Artists Paul Pinto (HERE Artist Residency Program alum) and Kameron Neal will build on their series of immersive music video cantatas interrogating whiteness, first presented digitally in HERE’s Prototype Festival in January 2021 and in-person by La MaMa and CultureHub in February 2022. Whiteness: Part Two is the next chapter in a series reflecting on the silliness, the severity, and the anxieties of skin color. While Whiteness: Part One leaned heavily on the U.S. census as source material, Part Two looks at the Brazilian and Japanese census from the perspective of a total outsider, all the better to reach beyond the national conversation about race in America.

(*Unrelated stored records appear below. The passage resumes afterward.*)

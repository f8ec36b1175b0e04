use std::sync::Arc;
use std::time::Instant;

use tokio::io::{AsyncRead, AsyncReadExt, AsyncWrite, AsyncWriteExt, BufReader};
use tracing::{debug, trace, warn};

use crate::http::header::HttpHeader;
use crate::http::page::ResponseWriter;
use crate::http::parser::{parse_url_parameters, HttpHeaderParser, ParseError};
use crate::http::status;
use crate::http::writer::HttpWriter;
use crate::server::HttpServer;
use crate::session::SESSION_KEY_ID;

/// Request-scoped failures raised before a page runs.
#[derive(Debug, thiserror::Error)]
pub enum DispatchError {
    #[error("\"multipart/form-data\" is not implemented")]
    MultipartUnsupported,
    #[error("invalid Content-Length: {0:?}")]
    InvalidContentLength(String),
    #[error("request body of {length} bytes exceeds the {limit} byte limit")]
    BodyTooLarge { length: usize, limit: usize },
    #[error("failed to read request body: {0}")]
    Io(#[from] std::io::Error),
}

/// Handles exactly one request on an accepted connection.
///
/// ```text
/// parse head ─► read body ─► resolve session ─► set defaults ─► page
///                                                     │
///                  any error ─► 500 (if head not sent) + message line
///                                                     │
///                                               close stream
/// ```
pub struct Connection<S> {
    stream: S,
    server: Arc<HttpServer>,
}

impl<S> Connection<S>
where
    S: AsyncRead + AsyncWrite + Unpin + Send + 'static,
{
    pub fn new(stream: S, server: Arc<HttpServer>) -> Self {
        Self { stream, server }
    }

    /// Serves the request and closes the stream.
    ///
    /// Request failures become HTTP responses; only an error while closing
    /// the stream is reported, and only through the log.
    pub async fn run(self) -> anyhow::Result<()> {
        let started = Instant::now();
        let (read_half, write_half) = tokio::io::split(self.stream);
        let mut reader = BufReader::new(read_half);
        let mut out: ResponseWriter = HttpWriter::new(Box::new(write_half));

        let parsed = HttpHeaderParser::new(&mut reader).read().await;
        let mut header = match parsed {
            Ok(Some(header)) if header.is_request() => header,
            Ok(Some(_)) => {
                reject(&mut out, "expected a request line").await;
                close(out).await;
                return Ok(());
            }
            Ok(None) => {
                trace!("No header received");
                let mut stream = out.into_inner();
                if let Err(e) = stream.shutdown().await {
                    warn!(error = %e, "Could not close connection");
                }
                return Ok(());
            }
            Err(ParseError::Io(e)) => {
                debug!(error = %e, "Connection failed while reading head");
                return Ok(());
            }
            Err(e) => {
                reject(&mut out, &e.to_string()).await;
                close(out).await;
                return Ok(());
            }
        };

        let result = dispatch(&self.server, &mut reader, &mut out, &mut header).await;
        let path = header.path().unwrap_or_default().to_string();

        if let Err(error) = result {
            warn!(path = %path, error = ?error, "500 Internal Server Error");
            fail(&mut out, &error).await;
        }

        let status = out.status_code();
        close(out).await;

        debug!(
            method = header.method().unwrap_or_default(),
            path = %path,
            status,
            elapsed_ms = started.elapsed().as_millis() as u64,
            "Request handled"
        );
        Ok(())
    }
}

async fn dispatch<R>(
    server: &HttpServer,
    reader: &mut R,
    out: &mut ResponseWriter,
    header: &mut HttpHeader,
) -> anyhow::Result<()>
where
    R: AsyncRead + Unpin,
{
    read_body(reader, header, server.config().server.max_body_bytes).await?;
    let header: &HttpHeader = header;

    let resolved = server.sessions().resolve(header.cookie(SESSION_KEY_ID));
    let session = resolved.session;

    out.set_status_code(status::OK)?;
    out.set_header("Server", server.server_name())?;
    out.set_header("Content-Type", "text/html")?;
    out.set_cookie(SESSION_KEY_ID, session.id().to_string())?;

    let path = header.path().unwrap_or("/");
    match server.page(path) {
        Some(page) => {
            page.respond(
                out,
                header,
                &session,
                header.cookies(),
                header.url_attributes(),
            )
            .await?;
            trace!(
                path,
                session = session.id(),
                new_session = resolved.created,
                attributes = ?header.url_attributes(),
                "Page responded"
            );
        }
        None => {
            warn!(path, "Page not defined");
            out.set_status_code(status::NOT_FOUND)?;
            out.println(&format!("404 Page Not Found: {path}")).await?;
        }
    }

    Ok(())
}

/// Reads a `Content-Length` body and merges it into the URL attributes
/// according to its content type.
async fn read_body<R>(
    reader: &mut R,
    header: &mut HttpHeader,
    limit: usize,
) -> Result<(), DispatchError>
where
    R: AsyncRead + Unpin,
{
    let content_type = header
        .header("Content-Type")
        .unwrap_or_default()
        .to_ascii_lowercase();
    if content_type.contains("multipart/form-data") {
        return Err(DispatchError::MultipartUnsupported);
    }

    let Some(length) = header.header("Content-Length") else {
        return Ok(());
    };
    let length: usize = length
        .trim()
        .parse()
        .map_err(|_| DispatchError::InvalidContentLength(length.to_string()))?;
    if length > limit {
        return Err(DispatchError::BodyTooLarge { length, limit });
    }

    let mut body = vec![0u8; length];
    reader.read_exact(&mut body).await?;
    let text = String::from_utf8_lossy(&body);

    if content_type.contains("application/x-www-form-urlencoded") {
        parse_url_parameters(&mut header.url_attributes, &text);
    } else if content_type.contains("text/xml")
        || content_type.contains("application/soap+xml")
        || content_type.contains("text/plain")
    {
        header.url_attributes.insert(String::new(), text.into_owned());
    } else {
        trace!(length, content_type = %content_type, "Request body ignored");
    }

    Ok(())
}

async fn reject(out: &mut ResponseWriter, reason: &str) {
    warn!(reason, "400 Bad Request");
    let result = async {
        out.set_status_code(status::BAD_REQUEST)?;
        out.println(&format!("400 Bad Request: {reason}")).await
    };
    if let Err(e) = result.await {
        warn!(error = %e, "Could not send 400 response");
    }
}

async fn fail(out: &mut ResponseWriter, error: &anyhow::Error) {
    if !out.is_header_sent() {
        if let Err(e) = out.set_status_code(status::INTERNAL_SERVER_ERROR) {
            warn!(error = %e, "Could not set 500 status");
        }
    }
    let line = format!("500 Internal Server Error: {}", error_message(error));
    if let Err(e) = out.println(&line).await {
        warn!(error = %e, "Could not send 500 response");
    }
}

async fn close(mut out: ResponseWriter) {
    if let Err(e) = out.close().await {
        warn!(error = %e, "Could not close connection");
    }
}

/// The error's own message, else its cause's, else its debug form.
fn error_message(error: &anyhow::Error) -> String {
    let message = error.to_string();
    if !message.is_empty() {
        return message;
    }
    match error.chain().nth(1) {
        Some(cause) => cause.to_string(),
        None => format!("{error:?}"),
    }
}
use std::collections::HashMap;
use std::net::SocketAddr;
use std::sync::Arc;
use std::time::Duration;

use pageserve::client::{HttpClient, RequestType};
use pageserve::config::{Config, ConfigError};
use pageserve::http::header::HttpHeader;
use pageserve::http::page::{BoxFuture, Page, ResponseWriter};
use pageserve::server::{listener, HttpServer};
use pageserve::session::Session;
use tokio::net::TcpListener;

/// Echoes method, session id and sorted attributes.
struct Echo;

impl Page for Echo {
    fn respond<'a>(
        &'a self,
        out: &'a mut ResponseWriter,
        request: &'a HttpHeader,
        session: &'a Session,
        _cookies: &'a HashMap<String, String>,
        url_attributes: &'a HashMap<String, String>,
    ) -> BoxFuture<'a, anyhow::Result<()>> {
        Box::pin(async move {
            out.set_header("Content-Type", "text/plain")?;
            out.println(&format!(
                "{} session={}",
                request.method().unwrap_or_default(),
                session.id()
            ))
            .await?;
            let mut keys: Vec<_> = url_attributes.keys().collect();
            keys.sort();
            for key in keys {
                out.println(&format!("{}={}", key, url_attributes[key])).await?;
            }
            Ok(())
        })
    }
}

async fn start_server() -> SocketAddr {
    let mut server = HttpServer::new(Config::default());
    server.set_page("/echo", Echo);
    let server = Arc::new(server);

    let listener = TcpListener::bind("127.0.0.1:0").await.unwrap();
    let addr = listener.local_addr().unwrap();
    tokio::spawn(listener::serve(listener, server));
    addr
}

#[tokio::test]
async fn test_client_get_with_parameters() {
    let addr = start_server().await;

    let mut client = HttpClient::new(RequestType::Get, &format!("http://{addr}/echo")).unwrap();
    client.set_parameter("q", "hello world");
    client.set_parameter("page", "2");
    let response = client.send().await.unwrap();

    assert_eq!(response.status_code(), Some(200));
    assert_eq!(response.header.header("content-type"), Some("text/plain"));
    assert_eq!(response.body_text(), "GET session=0\npage=2\nq=hello world\n");
    assert_eq!(response.header.cookie("session_id"), None);
}

#[tokio::test]
async fn test_client_post_sends_parameters_as_form() {
    let addr = start_server().await;

    let mut client = HttpClient::new(RequestType::Post, &format!("http://{addr}/echo")).unwrap();
    client.set_parameter("name", "bob");
    client.set_parameter("city", "new york");
    let response = client.send().await.unwrap();

    assert_eq!(response.status_code(), Some(200));
    assert_eq!(response.body_text(), "POST session=0\ncity=new york\nname=bob\n");
}

#[tokio::test]
async fn test_client_session_cookie_roundtrip() {
    let addr = start_server().await;
    let url = format!("http://{addr}/echo");

    let first = HttpClient::new(RequestType::Get, &url).unwrap().send().await.unwrap();
    let set_cookie = first.header.header("Set-Cookie").unwrap();
    assert_eq!(set_cookie, "session_id=0;");

    let mut client = HttpClient::new(RequestType::Get, &url).unwrap();
    client.set_cookie("session_id", "0");
    let second = client.send().await.unwrap();
    assert!(second.body_text().starts_with("GET session=0\n"));

    let stranger = HttpClient::new(RequestType::Get, &url).unwrap().send().await.unwrap();
    assert!(stranger.body_text().starts_with("GET session=1\n"));
}

#[tokio::test]
async fn test_client_missing_page_is_404() {
    let addr = start_server().await;

    let response = HttpClient::new(RequestType::Get, &format!("http://{addr}/nope"))
        .unwrap()
        .send()
        .await
        .unwrap();

    assert_eq!(response.status_code(), Some(404));
    assert_eq!(response.body_text(), "404 Page Not Found: /nope\n");
}

#[test]
fn test_client_rejects_non_http_urls() {
    assert!(HttpClient::new(RequestType::Get, "https://example.com/").is_err());
    assert!(HttpClient::new(RequestType::Get, "not a url").is_err());
}

#[tokio::test]
async fn test_client_with_custom_connect_timeout() {
    let addr = start_server().await;

    let mut client = HttpClient::new(RequestType::Get, &format!("http://{addr}/echo")).unwrap();
    client.set_connect_timeout(Duration::from_secs(1));
    let response = client.send().await.unwrap();

    assert_eq!(response.status_code(), Some(200));
}

#[tokio::test]
async fn test_serve_rejects_zero_ttl() {
    let mut config = Config::default();
    config.session.ttl_ms = 0;
    let server = Arc::new(HttpServer::new(config));
    let listener = TcpListener::bind("127.0.0.1:0").await.unwrap();

    let result = tokio::time::timeout(Duration::from_secs(1), listener::serve(listener, server))
        .await
        .expect("serve should fail before accepting");

    let error = result.unwrap_err();
    assert!(matches!(
        error.downcast_ref::<ConfigError>(),
        Some(ConfigError::Zero("session.ttl_ms"))
    ));
}
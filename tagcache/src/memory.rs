//! In-process cache store.

use crate::error::CacheResult;
use crate::traits::{CacheStore, ValueProducer};
use async_trait::async_trait;
use serde_json::Value;
use std::collections::HashMap;
use std::sync::{Arc, Weak};
use std::time::Duration;
use tokio::sync::RwLock;
use tokio::task::JoinHandle;
use tokio::time::Instant;
use tracing::debug;

/// In-memory cache store.
///
/// Expired entries are invisible to every read, but nothing reclaims them on
/// its own: an expired key stays in memory until it is overwritten, removed,
/// or purged. Long-lived stores with TTL'd keys should run
/// [`purge_expired`](Self::purge_expired) periodically, most simply through
/// [`spawn_purge_task`](Self::spawn_purge_task).
///
/// ```no_run
/// use std::time::Duration;
/// use tagcache::MemoryStore;
///
/// #[tokio::main]
/// async fn main() {
///     let store = MemoryStore::new();
///     let purger = store.spawn_purge_task(Duration::from_secs(60));
///     // ... use the store ...
///     purger.abort();
/// }
/// ```
#[derive(Clone)]
pub struct MemoryStore {
    data: Arc<RwLock<HashMap<String, CacheEntry>>>,
}

#[derive(Clone)]
struct CacheEntry {
    value: Value,
    expires_at: Option<Instant>,
}

impl CacheEntry {
    fn new(value: Value, ttl: Option<Duration>) -> Self {
        // A deadline past the clock's range never arrives.
        let expires_at = ttl
            .filter(|ttl| !ttl.is_zero())
            .and_then(|ttl| Instant::now().checked_add(ttl));
        Self { value, expires_at }
    }

    fn is_live(&self, now: Instant) -> bool {
        self.expires_at.is_none_or(|exp| exp > now)
    }
}

impl MemoryStore {
    /// Create new in-memory store
    pub fn new() -> Self {
        Self::with_capacity(0)
    }

    /// Create with room for `capacity` entries before reallocating
    pub fn with_capacity(capacity: usize) -> Self {
        Self {
            data: Arc::new(RwLock::new(HashMap::with_capacity(capacity))),
        }
    }

    /// Drop expired entries. Returns how many were removed.
    pub async fn purge_expired(&self) -> usize {
        let mut data = self.data.write().await;
        let before = data.len();
        let now = Instant::now();
        data.retain(|_, entry| entry.is_live(now));
        let purged = before - data.len();
        if purged > 0 {
            debug!(purged, "Purged expired cache entries");
        }
        purged
    }

    /// Run [`purge_expired`](Self::purge_expired) every `period` on the tokio
    /// runtime.
    ///
    /// The task holds only a weak reference and exits once every clone of the
    /// store has been dropped.
    pub fn spawn_purge_task(&self, period: Duration) -> JoinHandle<()> {
        let data = Arc::downgrade(&self.data);
        tokio::spawn(async move {
            let mut ticker = tokio::time::interval(period);
            ticker.tick().await;
            loop {
                ticker.tick().await;
                let Some(data) = Weak::upgrade(&data) else {
                    break;
                };
                Self { data }.purge_expired().await;
            }
        })
    }

    async fn live_entries<T>(&self, f: impl Fn(&String, &CacheEntry) -> T) -> Vec<T> {
        let data = self.data.read().await;
        let now = Instant::now();
        data.iter()
            .filter(|(_, entry)| entry.is_live(now))
            .map(|(key, entry)| f(key, entry))
            .collect()
    }
}

impl Default for MemoryStore {
    fn default() -> Self {
        Self::new()
    }
}

#[async_trait]
impl CacheStore for MemoryStore {
    async fn get(&self, key: &str) -> CacheResult<Option<Value>> {
        let data = self.data.read().await;
        Ok(data
            .get(key)
            .filter(|entry| entry.is_live(Instant::now()))
            .map(|entry| entry.value.clone()))
    }

    async fn set(&self, key: &str, value: Value, ttl: Option<Duration>) -> CacheResult<()> {
        let entry = CacheEntry::new(value, ttl);
        self.data.write().await.insert(key.to_string(), entry);
        Ok(())
    }

    async fn set_if_not_exist(
        &self,
        key: &str,
        value: Value,
        ttl: Option<Duration>,
    ) -> CacheResult<bool> {
        let mut data = self.data.write().await;
        if data
            .get(key)
            .is_some_and(|entry| entry.is_live(Instant::now()))
        {
            return Ok(false);
        }
        data.insert(key.to_string(), CacheEntry::new(value, ttl));
        Ok(true)
    }

    async fn get_or_set_with_lock(
        &self,
        key: &str,
        producer: ValueProducer,
        ttl: Option<Duration>,
    ) -> CacheResult<Value> {
        let mut data = self.data.write().await;
        if let Some(entry) = data.get(key)
            && entry.is_live(Instant::now())
        {
            return Ok(entry.value.clone());
        }

        // Holding the write guard across the producer keeps other writers out.
        let value = producer().await?;
        if !value.is_null() {
            data.insert(key.to_string(), CacheEntry::new(value.clone(), ttl));
        }
        Ok(value)
    }

    async fn contains(&self, key: &str) -> CacheResult<bool> {
        self.get(key).await.map(|v| v.is_some())
    }

    async fn remove(&self, keys: &[String]) -> CacheResult<Option<Value>> {
        let mut data = self.data.write().await;
        let now = Instant::now();
        let mut last = None;
        for key in keys {
            if let Some(entry) = data.remove(key)
                && entry.is_live(now)
            {
                last = Some(entry.value);
            }
        }
        Ok(last)
    }

    async fn clear(&self) -> CacheResult<()> {
        self.data.write().await.clear();
        Ok(())
    }

    async fn keys(&self) -> CacheResult<Vec<String>> {
        Ok(self.live_entries(|key, _| key.clone()).await)
    }

    async fn values(&self) -> CacheResult<Vec<Value>> {
        Ok(self.live_entries(|_, entry| entry.value.clone()).await)
    }

    async fn data(&self) -> CacheResult<HashMap<String, Value>> {
        Ok(self
            .live_entries(|key, entry| (key.clone(), entry.value.clone()))
            .await
            .into_iter()
            .collect())
    }

    async fn size(&self) -> CacheResult<usize> {
        Ok(self.live_entries(|_, _| ()).await.len())
    }

    fn backend_name(&self) -> &'static str {
        "memory"
    }
}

In addition to these premieres, URHERE will host a rotating library of notable works, including everything from soundwalks to archival stage performances, with selections such as Cairns (Gelsey Bell & Joseph White), Only You Will Recognize the Signal (Rob Handel, Kristin Marting, Kamala Sankaram), Symphonie Fantastique (Basil Twist), Cannabis! A Viper Vaudeville (Grace Galu & Baba Israel), The Hang (Taylor Mac), Stairway to Stardom (Amanda Szeglowski/cakeface), and 9000 Paper Balloons (Maiko Kikuchi & Spencer Lott).

HERE is an arts organization in New York City known for producing and presenting new hybrid performances integrating artistic disciplines, including theatre, dance, music and opera, puppetry, media, installation, spoken word, and performance art. It was founded by Kristin Marting, Tim Maner, Barbara Busackino, and Randy Rollison in 1993.